The boffins and spooks live in fear that the enemy could blackmail us into submission or bomb us into oblivion at any moment, as there is no way to protect the West from attack from space.  But they keep working on finishing up our space fleet so we will eventually be able to present a credible retaliatory threat.  More bad news: evidence that there are foreign spies--cunningly insidious moles who are indistinguishable from loyal Americans--right here in the secret base!

While everybody else is scrambling to put the finishing touches on the USA's first space vessels, one guy on the base is doing pure science work on that lump of alien mud.  The narrator is irritated that this guy is wasting his time on the quest for knowledge when at any moment everybody on the base could be nuked or marched off to the gulag!  But it turns out that that that lump of Venusian goop is the key to saving the world from tyranny!

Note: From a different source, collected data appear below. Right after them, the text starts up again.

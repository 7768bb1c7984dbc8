//! Namespaced key-value persistence.
//!
//! Every cache in this crate writes through a `KeyValueStore`. Values are
//! plain strings grouped into isolated namespaces (`login_cache`,
//! `company_cache`). Persistence is best-effort: a failed write is logged and
//! dropped, a missing or unreadable entry reads as `None`.

use std::collections::{BTreeMap, HashMap};
use std::path::PathBuf;
use std::sync::{Arc, Mutex, MutexGuard};

use serde::{de::DeserializeOwned, Serialize};
use tracing::{debug, warn};

pub trait KeyValueStore: Send + Sync {
    fn get(&self, namespace: &str, key: &str) -> Option<String>;
    fn set(&self, namespace: &str, key: &str, value: &str);
    fn remove(&self, namespace: &str, key: &str);
    fn clear(&self, namespace: &str);
}

impl dyn KeyValueStore {
    /// Read and decode a JSON value. Undecodable values read as `None`.
    pub fn get_json<T: DeserializeOwned>(&self, namespace: &str, key: &str) -> Option<T> {
        let raw = self.get(namespace, key)?;
        match serde_json::from_str(&raw) {
            Ok(value) => Some(value),
            Err(e) => {
                debug!(namespace, key, error = %e, "Stored value is not valid JSON for this type");
                None
            }
        }
    }

    pub fn set_json<T: Serialize + ?Sized>(&self, namespace: &str, key: &str, value: &T) {
        match serde_json::to_string(value) {
            Ok(json) => self.set(namespace, key, &json),
            Err(e) => warn!(namespace, key, error = %e, "Failed to serialize value for storage"),
        }
    }
}

/// A store handle bound to one namespace.
#[derive(Clone)]
pub struct Namespace {
    store: Arc<dyn KeyValueStore>,
    name: &'static str,
}

impl Namespace {
    pub fn new(store: Arc<dyn KeyValueStore>, name: &'static str) -> Self {
        Self { store, name }
    }

    pub fn get(&self, key: &str) -> Option<String> {
        self.store.get(self.name, key)
    }

    pub fn set(&self, key: &str, value: &str) {
        self.store.set(self.name, key, value)
    }

    pub fn remove(&self, key: &str) {
        self.store.remove(self.name, key)
    }

    pub fn clear(&self) {
        self.store.clear(self.name)
    }

    pub fn get_bool(&self, key: &str) -> bool {
        self.get(key).map(|v| v == "true").unwrap_or(false)
    }

    pub fn set_bool(&self, key: &str, value: bool) {
        self.set(key, if value { "true" } else { "false" })
    }

    /// Integer value, or `0` when absent or unparseable.
    pub fn get_i64(&self, key: &str) -> i64 {
        self.get(key).and_then(|v| v.parse().ok()).unwrap_or(0)
    }

    pub fn set_i64(&self, key: &str, value: i64) {
        self.set(key, &value.to_string())
    }

    pub fn get_json<T: DeserializeOwned>(&self, key: &str) -> Option<T> {
        self.store.get_json(self.name, key)
    }

    pub fn set_json<T: Serialize + ?Sized>(&self, key: &str, value: &T) {
        self.store.set_json(self.name, key, value)
    }
}

// ============================================================================
// File-backed store
// ============================================================================

type Entries = BTreeMap<String, String>;

/// Stores each namespace as `<namespace>.json` inside a directory.
pub struct FileStore {
    dir: PathBuf,
    // Serializes read-modify-write cycles on the namespace files
    lock: Mutex<()>,
}

impl FileStore {
    pub fn new(dir: impl Into<PathBuf>) -> Self {
        Self {
            dir: dir.into(),
            lock: Mutex::new(()),
        }
    }

    fn namespace_path(&self, namespace: &str) -> PathBuf {
        self.dir.join(format!("{}.json", namespace))
    }

    fn guard(&self) -> MutexGuard<'_, ()> {
        self.lock.lock().unwrap_or_else(|poisoned| poisoned.into_inner())
    }

    fn read_entries(&self, namespace: &str) -> Entries {
        let path = self.namespace_path(namespace);
        if !path.exists() {
            return Entries::new();
        }
        let contents = match std::fs::read_to_string(&path) {
            Ok(contents) => contents,
            Err(e) => {
                warn!(namespace, error = %e, "Failed to read store file");
                return Entries::new();
            }
        };
        match serde_json::from_str(&contents) {
            Ok(entries) => entries,
            Err(e) => {
                warn!(namespace, error = %e, "Store file is corrupt, treating as empty");
                Entries::new()
            }
        }
    }

    fn write_entries(&self, namespace: &str, entries: &Entries) {
        if let Err(e) = self.try_write_entries(namespace, entries) {
            warn!(namespace, error = %e, "Failed to persist store file");
        }
    }

    fn try_write_entries(&self, namespace: &str, entries: &Entries) -> std::io::Result<()> {
        std::fs::create_dir_all(&self.dir)?;
        let contents = serde_json::to_string_pretty(entries)?;
        std::fs::write(self.namespace_path(namespace), contents)
    }
}

impl KeyValueStore for FileStore {
    fn get(&self, namespace: &str, key: &str) -> Option<String> {
        let _guard = self.guard();
        self.read_entries(namespace).remove(key)
    }

    fn set(&self, namespace: &str, key: &str, value: &str) {
        let _guard = self.guard();
        let mut entries = self.read_entries(namespace);
        entries.insert(key.to_string(), value.to_string());
        self.write_entries(namespace, &entries);
    }

    fn remove(&self, namespace: &str, key: &str) {
        let _guard = self.guard();
        let mut entries = self.read_entries(namespace);
        if entries.remove(key).is_some() {
            self.write_entries(namespace, &entries);
        }
    }

    fn clear(&self, namespace: &str) {
        let _guard = self.guard();
        let path = self.namespace_path(namespace);
        if path.exists() {
            if let Err(e) = std::fs::remove_file(&path) {
                warn!(namespace, error = %e, "Failed to remove store file");
            }
        }
    }
}

// ============================================================================
// In-memory store
// ============================================================================

/// Process-local store, nothing survives a restart.
#[derive(Default)]
pub struct MemoryStore {
    namespaces: Mutex<HashMap<String, HashMap<String, String>>>,
}

impl MemoryStore {
    pub fn new() -> Self {
        Self::default()
    }

    fn guard(&self) -> MutexGuard<'_, HashMap<String, HashMap<String, String>>> {
        self.namespaces
            .lock()
            .unwrap_or_else(|poisoned| poisoned.into_inner())
    }
}

impl KeyValueStore for MemoryStore {
    fn get(&self, namespace: &str, key: &str) -> Option<String> {
        self.guard().get(namespace)?.get(key).cloned()
    }

    fn set(&self, namespace: &str, key: &str, value: &str) {
        self.guard()
            .entry(namespace.to_string())
            .or_default()
            .insert(key.to_string(), value.to_string());
    }

    fn remove(&self, namespace: &str, key: &str) {
        if let Some(entries) = self.guard().get_mut(namespace) {
            entries.remove(key);
        }
    }

    fn clear(&self, namespace: &str) {
        self.guard().remove(namespace);
    }
}
// ============================================================================
// Headers and request bodies
// ============================================================================

#[tokio::test]
async fn test_fixed_headers_are_sent() {
    let server = ScriptedServer::start(&[("/api/colis-prive/auth", 200, LOGIN_OK)]).await;
    let client = server.client(FallbackPolicy::Strict);

    client.login("A187518", "secret", "PCP0010699").await.expect("login");

    let request = server.last_request();
    assert_eq!(request.method, "POST");
    assert_eq!(request.path, "/api/colis-prive/auth");
    assert_eq!(request.header("accept-charset"), Some("UTF-8"));
    assert_eq!(request.header("content-type"), Some("application/json; charset=UTF-8"));
    assert_eq!(request.header("connection"), Some("Keep-Alive"));
    assert_eq!(request.header("accept-encoding"), Some("gzip"));
    assert_eq!(request.header("user-agent"), Some("okhttp/3.4.1"));
    assert_eq!(request.header("authorization"), None);
}

#[tokio::test]
async fn test_login_body_uses_societe() {
    let server = ScriptedServer::start(&[("/api/colis-prive/auth", 200, LOGIN_OK)]).await;
    let client = server.client(FallbackPolicy::Strict);

    client.login("A187518", "secret", "PCP0010699").await.expect("login");

    assert_eq!(
        server.last_request().json(),
        serde_json::json!({"username": "A187518", "password": "secret", "societe": "PCP0010699"})
    );
}

#[tokio::test]
async fn test_token_is_sent_as_bearer() {
    let server = ScriptedServer::start(&[(
        "/api/mobile/stats",
        200,
        r#"{"success":true,"data":{"totalPaquetes":9,"paquetesEntregados":4,"paquetesPendientes":5}}"#,
    )])
    .await;
    let client = server.client(FallbackPolicy::Strict).with_token("tok-1");

    let stats = client.get_mobile_stats().await.expect("stats");
    assert_eq!(stats.total_packages, 9);
    assert_eq!(stats.pending_packages, 5);

    let request = server.last_request();
    assert_eq!(request.method, "GET");
    assert_eq!(request.header("authorization"), Some("Bearer tok-1"));
}

// ============================================================================
// Authentication
// ============================================================================

#[tokio::test]
async fn test_login_success() {
    let server = ScriptedServer::start(&[("/api/colis-prive/auth", 200, LOGIN_OK)]).await;
    let client = server.client(FallbackPolicy::Strict);

    let outcome = client.login("A187518", "secret", "PCP0010699").await.expect("login");
    assert!(outcome.success);
    assert_eq!(outcome.matricule, "PCP0010699_A187518");
    assert_eq!(outcome.token, "tok-1");
}

#[tokio::test]
async fn test_rejected_login_is_an_outcome_not_an_error() {
    let server = ScriptedServer::start(&[("/api/colis-prive/auth", 200, LOGIN_REJECTED)]).await;
    let client = server.client(FallbackPolicy::Strict);

    let outcome = client.login("A187518", "wrong", "PCP0010699").await.expect("login");
    assert!(!outcome.success);
    assert_eq!(outcome.error_message.as_deref(), Some("bad creds"));
    assert_eq!(outcome.error_code.as_deref(), Some("AUTH_FAILED"));
}

#[tokio::test]
async fn test_authenticate_rejected_is_domain_error() {
    let server = ScriptedServer::start(&[("/api/colis-prive/auth", 200, LOGIN_REJECTED)]).await;
    let client = server.client(FallbackPolicy::Strict);

    let err = client
        .authenticate(&Credentials::new("A187518", "wrong", "PCP0010699"))
        .await
        .expect_err("rejected");
    match err {
        ApiError::Domain { message, code } => {
            assert_eq!(message, "bad creds");
            assert_eq!(code.as_deref(), Some("AUTH_FAILED"));
        }
        other => panic!("unexpected {:?}", other),
    }
}

#[tokio::test]
async fn test_login_http_error_keeps_raw_body() {
    let server =
        ScriptedServer::start(&[("/api/colis-prive/auth", 503, r#"{"detail":"maintenance"}"#)]).await;
    let client = server.client(FallbackPolicy::DemoOnFailure);

    let err = client
        .login("A187518", "secret", "PCP0010699")
        .await
        .expect_err("503");
    match err {
        ApiError::Http { status, body } => {
            assert_eq!(status, 503);
            assert_eq!(body, r#"{"detail":"maintenance"}"#);
        }
        other => panic!("unexpected {:?}", other),
    }
}

#[tokio::test]
async fn test_empty_success_body_is_unknown_error() {
    let server = ScriptedServer::start(&[("/api/colis-prive/auth", 200, "")]).await;
    let client = server.client(FallbackPolicy::Strict);

    let err = client
        .login("A187518", "secret", "PCP0010699")
        .await
        .expect_err("empty body");
    assert_eq!(err.status(), Some(200));
    assert_eq!(err.to_string(), "HTTP 200: Unknown error");
}

#[tokio::test]
async fn test_login_transport_failure() {
    let config = ClientConfig::new(refused_base_url().await).with_timeout(Duration::from_secs(5));
    let client = BackendClient::new(config).expect("client");

    let err = client
        .login("A187518", "secret", "PCP0010699")
        .await
        .expect_err("refused");
    assert!(matches!(err, ApiError::Transport(_)), "{:?}", err);
}

// ============================================================================
// Companies
// ============================================================================

#[tokio::test]
async fn test_get_companies() {
    let server = ScriptedServer::start(&[("/api/colis-prive/companies", 200, COMPANIES_OK)]).await;
    let clock = ManualClock::at_millis(1_750_000_000_000);
    let config = ClientConfig::new(server.base_url.clone()).with_timeout(Duration::from_secs(5));
    let client = BackendClient::with_clock(config, Arc::new(clock.clone())).expect("client");

    let directory = client.get_companies().await.expect("companies");
    assert_eq!(directory.len(), 2);
    assert_eq!(directory.find("ACM").map(|c| c.name.as_str()), Some("Acme"));
    assert_eq!(directory.fetched_at, clock.now());
    assert_eq!(server.last_request().method, "GET");
}

#[tokio::test]
async fn test_get_companies_unsuccessful_is_domain_error() {
    let server = ScriptedServer::start(&[(
        "/api/colis-prive/companies",
        200,
        r#"{"success":false,"companies":[],"message":"directory offline"}"#,
    )])
    .await;
    let client = server.client(FallbackPolicy::DemoOnFailure);

    let err = client.get_companies().await.expect_err("domain");
    assert_eq!(err.to_string(), "Backend error: directory offline");
}

#[tokio::test]
async fn test_get_companies_not_found() {
    let server = ScriptedServer::start(&[]).await;
    let client = server.client(FallbackPolicy::DemoOnFailure);

    let err = client.get_companies().await.expect_err("404");
    assert_eq!(err.status(), Some(404));
}

// ============================================================================
// Packages and demo fallback
// ============================================================================

#[tokio::test]
async fn test_get_packages_live() {
    let server = ScriptedServer::start(&[("/api/colis-prive/packages", 200, PACKAGES_ONE)]).await;
    let client = server.client(FallbackPolicy::DemoOnFailure);

    let outcome = client
        .get_packages("PCP0010699_A187518", "PCP0010699", NaiveDate::from_ymd_opt(2025, 8, 28))
        .await
        .expect("packages");
    assert!(outcome.success);
    assert_eq!(outcome.source, PackageSource::Live);
    assert_eq!(outcome.packages.len(), 1);
    assert_eq!(outcome.packages[0].tracking_number, "LIVE0001");
    assert_eq!(outcome.packages[0].priority, "Normal");

    assert_eq!(
        server.last_request().json(),
        serde_json::json!({
            "matricule": "PCP0010699_A187518",
            "societe": "PCP0010699",
            "date": "2025-08-28"
        })
    );
}

#[tokio::test]
async fn test_get_packages_empty_list_falls_back_to_demo() {
    let server = ScriptedServer::start(&[("/api/colis-prive/packages", 200, PACKAGES_EMPTY)]).await;
    let client = server.client(FallbackPolicy::DemoOnFailure);

    let outcome = client
        .get_packages("PCP0010699_A187518", "PCP0010699", None)
        .await
        .expect("packages");
    assert!(outcome.success);
    assert!(outcome.is_demo());
    assert_eq!(outcome.packages.len(), 9);
    assert_eq!(outcome.packages[0].tracking_number, "PU0000867901");
    assert!(server.last_request().json().get("date").is_none());
}

#[tokio::test]
async fn test_get_packages_empty_list_strict() {
    let server = ScriptedServer::start(&[("/api/colis-prive/packages", 200, PACKAGES_EMPTY)]).await;
    let client = server.client(FallbackPolicy::Strict);

    let outcome = client
        .get_packages("PCP0010699_A187518", "PCP0010699", None)
        .await
        .expect("packages");
    assert_eq!(outcome.source, PackageSource::Live);
    assert!(outcome.packages.is_empty());
}

#[tokio::test]
async fn test_get_packages_server_error_falls_back_to_demo() {
    let server = ScriptedServer::start(&[("/api/colis-prive/packages", 500, "boom")]).await;
    let client = server.client(FallbackPolicy::DemoOnFailure);

    let outcome = client
        .get_packages("PCP0010699_A187518", "PCP0010699", None)
        .await
        .expect("demo");
    assert!(outcome.is_demo());
    assert_eq!(outcome.packages.len(), 9);
}

#[tokio::test]
async fn test_get_packages_server_error_strict() {
    let server = ScriptedServer::start(&[("/api/colis-prive/packages", 500, "boom")]).await;
    let client = server.client(FallbackPolicy::Strict);

    let err = client
        .get_packages("PCP0010699_A187518", "PCP0010699", None)
        .await
        .expect_err("strict");
    assert_eq!(err.status(), Some(500));
    assert_eq!(err.to_string(), "HTTP 500: boom");
}

#[tokio::test]
async fn test_get_packages_unsuccessful_body() {
    let body = r#"{"success":false,"error":{"message":"unknown matricule","code":"E42"}}"#;
    let server = ScriptedServer::start(&[("/api/colis-prive/packages", 200, body)]).await;

    let outcome = server
        .client(FallbackPolicy::DemoOnFailure)
        .get_packages("X", "PCP0010699", None)
        .await
        .expect("demo");
    assert!(outcome.is_demo());

    let err = server
        .client(FallbackPolicy::Strict)
        .get_packages("X", "PCP0010699", None)
        .await
        .expect_err("strict");
    assert!(matches!(
        err,
        ApiError::Domain { ref message, ref code } if message == "unknown matricule" && code.as_deref() == Some("E42")
    ));
}

#[tokio::test]
async fn test_get_packages_transport_failure() {
    let base_url = refused_base_url().await;
    let demo = BackendClient::new(ClientConfig::new(base_url.clone())).expect("client");
    let outcome = demo
        .get_packages("PCP0010699_A187518", "PCP0010699", None)
        .await
        .expect("demo");
    assert!(outcome.is_demo());
    assert_eq!(outcome.packages[8].tracking_number, "S79401757793");

    let strict = BackendClient::new(ClientConfig::new(base_url).with_fallback(FallbackPolicy::Strict))
        .expect("client");
    let err = strict
        .get_packages("PCP0010699_A187518", "PCP0010699", None)
        .await
        .expect_err("strict");
    assert!(matches!(err, ApiError::Transport(_)), "{:?}", err);
}

// ============================================================================
// Mobile tour
// ============================================================================

#[tokio::test]
async fn test_get_tour() {
    let body = r#"{"success":true,"data":{"paquetes":[{"id":"p1","refColis":"PU0000867901","coordenadas":{"latitud":48.8667,"longitud":2.3333},"direccion":"15 Rue de la Paix","estado":"Pendiente","prioridad":"1","tipoEntrega":"Domicile"}],"estadisticas":{"totalPaquetes":1,"paquetesEntregados":0,"paquetesPendientes":1}}}"#;
    let server = ScriptedServer::start(&[("/api/mobile/tournee", 200, body)]).await;
    let client = server.client(FallbackPolicy::Strict);

    let date = NaiveDate::from_ymd_opt(2025, 8, 28).expect("date");
    let tour = client.get_tour("driver-1", date).await.expect("tour");
    assert_eq!(tour.packages.len(), 1);
    assert_eq!(tour.optimized_route, None);

    assert_eq!(
        server.last_request().json(),
        serde_json::json!({"driverId": "driver-1", "date": "2025-08-28"})
    );
}

#[tokio::test]
async fn test_get_tour_without_data_is_domain_error() {
    let server = ScriptedServer::start(&[(
        "/api/mobile/tournee",
        200,
        r#"{"success":false,"message":"no tour today"}"#,
    )])
    .await;
    let client = server.client(FallbackPolicy::DemoOnFailure);

    let date = NaiveDate::from_ymd_opt(2025, 8, 28).expect("date");
    let err = client.get_tour("driver-1", date).await.expect_err("domain");
    assert_eq!(err.to_string(), "Backend error: no tour today");
}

Ya see, the lump of mud contained spores, seeds and invertebrate eggs, and the scientist manages to grow, in a terrarium, a little collection of Venusian plants and bugs.  The narrator is kept in the dark, but the security personnel at the base have managed to pin down the identity of the enemy spy in their midst.  They let the mole film the terrarium and escape--the narrator actually tries to catch him and he has to be violently prevented from foiling his superiors' master plan.  Knowledge of the existence of the terrarium of Venusian life makes the enemy rulers think that we Americans have also been to Venus and also have a space fleet, deterring them and giving us time to finish our fleet so that we have a real deterrent.  Gallun ends the story on an even more hopeful note--the government of the enemy country is discredited and a revolt breaks out and we are lead to believe that the Cold War will soon be over and a peaceful Earth will soon be exploring the solar system.

Solid entertainment.         

**********

Gallun and Long offer good stories, and Harness a decent one, so I won't complain over much about the annoying pieces from Reynolds and Russell--I only have myself to blame for reading their work, which I have so often been disappointed in in the past.  When we remember that we enjoyed Brackett's story in this ish, we have to admit it is a good issue.